── Exercise inputs

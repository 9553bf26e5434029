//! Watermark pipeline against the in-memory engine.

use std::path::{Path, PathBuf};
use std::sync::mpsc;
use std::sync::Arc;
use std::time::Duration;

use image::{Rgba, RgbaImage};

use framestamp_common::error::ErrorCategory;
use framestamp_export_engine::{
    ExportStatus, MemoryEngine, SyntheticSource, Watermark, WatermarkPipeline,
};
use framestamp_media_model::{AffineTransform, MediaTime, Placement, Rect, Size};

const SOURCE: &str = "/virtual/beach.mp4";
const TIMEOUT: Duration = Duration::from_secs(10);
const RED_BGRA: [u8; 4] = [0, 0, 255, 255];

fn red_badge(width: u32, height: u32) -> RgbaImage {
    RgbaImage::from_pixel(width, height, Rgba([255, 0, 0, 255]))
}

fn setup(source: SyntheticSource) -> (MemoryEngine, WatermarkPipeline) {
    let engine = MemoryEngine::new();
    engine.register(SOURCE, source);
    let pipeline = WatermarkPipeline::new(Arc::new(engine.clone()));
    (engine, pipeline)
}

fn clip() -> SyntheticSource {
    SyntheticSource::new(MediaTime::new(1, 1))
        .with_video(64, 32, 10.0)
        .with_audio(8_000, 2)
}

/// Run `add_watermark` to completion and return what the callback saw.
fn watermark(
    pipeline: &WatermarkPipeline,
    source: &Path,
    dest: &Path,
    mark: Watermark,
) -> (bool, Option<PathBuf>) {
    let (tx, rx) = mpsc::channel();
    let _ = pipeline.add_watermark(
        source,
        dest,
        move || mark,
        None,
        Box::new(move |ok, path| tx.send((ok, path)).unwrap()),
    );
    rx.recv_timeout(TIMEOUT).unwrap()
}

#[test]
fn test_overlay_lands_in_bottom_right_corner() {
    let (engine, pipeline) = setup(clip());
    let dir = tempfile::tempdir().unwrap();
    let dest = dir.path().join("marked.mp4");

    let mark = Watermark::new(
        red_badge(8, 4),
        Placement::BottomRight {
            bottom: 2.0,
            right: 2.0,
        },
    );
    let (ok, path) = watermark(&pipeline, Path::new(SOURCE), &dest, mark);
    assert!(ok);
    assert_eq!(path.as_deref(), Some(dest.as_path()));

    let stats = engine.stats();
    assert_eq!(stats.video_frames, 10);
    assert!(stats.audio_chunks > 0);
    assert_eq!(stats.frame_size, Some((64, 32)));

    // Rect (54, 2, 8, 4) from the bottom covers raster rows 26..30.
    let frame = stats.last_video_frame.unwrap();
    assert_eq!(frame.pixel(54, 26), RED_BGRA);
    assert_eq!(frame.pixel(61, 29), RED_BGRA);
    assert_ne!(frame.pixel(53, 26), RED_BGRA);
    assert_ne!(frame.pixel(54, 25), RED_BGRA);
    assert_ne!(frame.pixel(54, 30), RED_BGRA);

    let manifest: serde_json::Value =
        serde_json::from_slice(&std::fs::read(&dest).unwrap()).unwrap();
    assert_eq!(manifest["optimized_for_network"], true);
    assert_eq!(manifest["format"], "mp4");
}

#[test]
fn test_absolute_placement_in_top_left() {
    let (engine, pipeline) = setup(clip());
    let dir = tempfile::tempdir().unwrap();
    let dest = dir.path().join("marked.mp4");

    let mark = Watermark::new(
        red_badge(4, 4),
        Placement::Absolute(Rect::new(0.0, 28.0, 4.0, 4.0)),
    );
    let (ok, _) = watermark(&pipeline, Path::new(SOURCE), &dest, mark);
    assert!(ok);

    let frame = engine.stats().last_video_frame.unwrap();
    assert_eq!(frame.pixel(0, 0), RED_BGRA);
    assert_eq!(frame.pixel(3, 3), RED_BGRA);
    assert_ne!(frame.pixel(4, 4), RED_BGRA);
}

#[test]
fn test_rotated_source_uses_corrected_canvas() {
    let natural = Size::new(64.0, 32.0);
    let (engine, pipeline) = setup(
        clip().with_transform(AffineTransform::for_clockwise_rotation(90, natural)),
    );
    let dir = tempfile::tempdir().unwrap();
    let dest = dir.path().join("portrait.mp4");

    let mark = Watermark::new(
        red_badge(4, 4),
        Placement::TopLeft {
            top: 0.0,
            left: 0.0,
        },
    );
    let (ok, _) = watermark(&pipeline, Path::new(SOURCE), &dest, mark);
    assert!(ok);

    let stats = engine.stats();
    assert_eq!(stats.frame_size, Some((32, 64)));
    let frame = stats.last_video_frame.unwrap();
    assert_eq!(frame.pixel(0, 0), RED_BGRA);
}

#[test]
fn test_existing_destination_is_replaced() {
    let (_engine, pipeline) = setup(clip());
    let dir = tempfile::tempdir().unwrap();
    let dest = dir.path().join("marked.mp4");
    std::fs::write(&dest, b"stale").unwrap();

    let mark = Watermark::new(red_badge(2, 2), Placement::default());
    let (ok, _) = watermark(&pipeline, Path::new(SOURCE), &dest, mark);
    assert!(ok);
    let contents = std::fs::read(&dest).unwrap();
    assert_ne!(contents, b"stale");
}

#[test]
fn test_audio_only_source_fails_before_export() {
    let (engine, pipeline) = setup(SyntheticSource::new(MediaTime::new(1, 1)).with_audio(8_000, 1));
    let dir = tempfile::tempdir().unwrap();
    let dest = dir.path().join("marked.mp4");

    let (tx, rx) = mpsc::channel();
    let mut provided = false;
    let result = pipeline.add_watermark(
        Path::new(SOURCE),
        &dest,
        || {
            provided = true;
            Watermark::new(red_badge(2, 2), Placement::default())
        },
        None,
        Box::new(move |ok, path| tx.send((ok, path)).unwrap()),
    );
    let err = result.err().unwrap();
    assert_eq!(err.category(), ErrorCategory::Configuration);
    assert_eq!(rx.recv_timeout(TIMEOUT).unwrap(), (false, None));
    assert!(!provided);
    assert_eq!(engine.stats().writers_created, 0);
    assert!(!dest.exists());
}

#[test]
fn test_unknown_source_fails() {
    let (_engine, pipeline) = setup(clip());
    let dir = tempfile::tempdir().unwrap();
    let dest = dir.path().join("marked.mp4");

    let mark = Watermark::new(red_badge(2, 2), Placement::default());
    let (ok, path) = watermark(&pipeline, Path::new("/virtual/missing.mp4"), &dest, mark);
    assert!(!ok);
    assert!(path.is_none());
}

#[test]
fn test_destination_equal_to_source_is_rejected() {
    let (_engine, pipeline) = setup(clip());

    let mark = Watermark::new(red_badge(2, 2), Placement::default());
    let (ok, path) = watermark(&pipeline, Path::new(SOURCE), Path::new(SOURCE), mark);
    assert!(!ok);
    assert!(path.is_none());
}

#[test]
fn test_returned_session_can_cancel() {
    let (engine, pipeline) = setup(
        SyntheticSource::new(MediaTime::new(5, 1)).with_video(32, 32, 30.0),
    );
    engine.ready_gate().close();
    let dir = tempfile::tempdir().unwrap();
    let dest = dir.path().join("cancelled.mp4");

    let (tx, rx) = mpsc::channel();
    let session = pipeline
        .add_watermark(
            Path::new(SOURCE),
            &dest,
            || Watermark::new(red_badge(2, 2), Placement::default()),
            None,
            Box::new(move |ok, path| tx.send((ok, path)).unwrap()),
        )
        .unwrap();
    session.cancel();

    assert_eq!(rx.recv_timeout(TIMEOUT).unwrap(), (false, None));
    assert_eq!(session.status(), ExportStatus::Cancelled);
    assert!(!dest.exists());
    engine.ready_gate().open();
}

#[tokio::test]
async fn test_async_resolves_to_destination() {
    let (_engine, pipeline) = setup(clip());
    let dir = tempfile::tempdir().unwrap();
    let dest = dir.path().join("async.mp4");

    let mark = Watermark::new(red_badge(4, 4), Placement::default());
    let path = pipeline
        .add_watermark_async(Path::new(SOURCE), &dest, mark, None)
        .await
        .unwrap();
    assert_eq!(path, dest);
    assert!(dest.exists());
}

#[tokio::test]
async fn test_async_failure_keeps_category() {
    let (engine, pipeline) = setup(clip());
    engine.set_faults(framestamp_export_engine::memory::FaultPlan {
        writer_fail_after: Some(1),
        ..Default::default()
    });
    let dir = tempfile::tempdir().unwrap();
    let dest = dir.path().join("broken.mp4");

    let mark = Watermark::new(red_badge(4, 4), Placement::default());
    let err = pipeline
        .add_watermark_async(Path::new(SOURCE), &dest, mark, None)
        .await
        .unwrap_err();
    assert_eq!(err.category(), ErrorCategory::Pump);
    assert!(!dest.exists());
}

────

For every line above that holds the string "MediaTime", add one to a count; give that count alone.

### [The answer]
4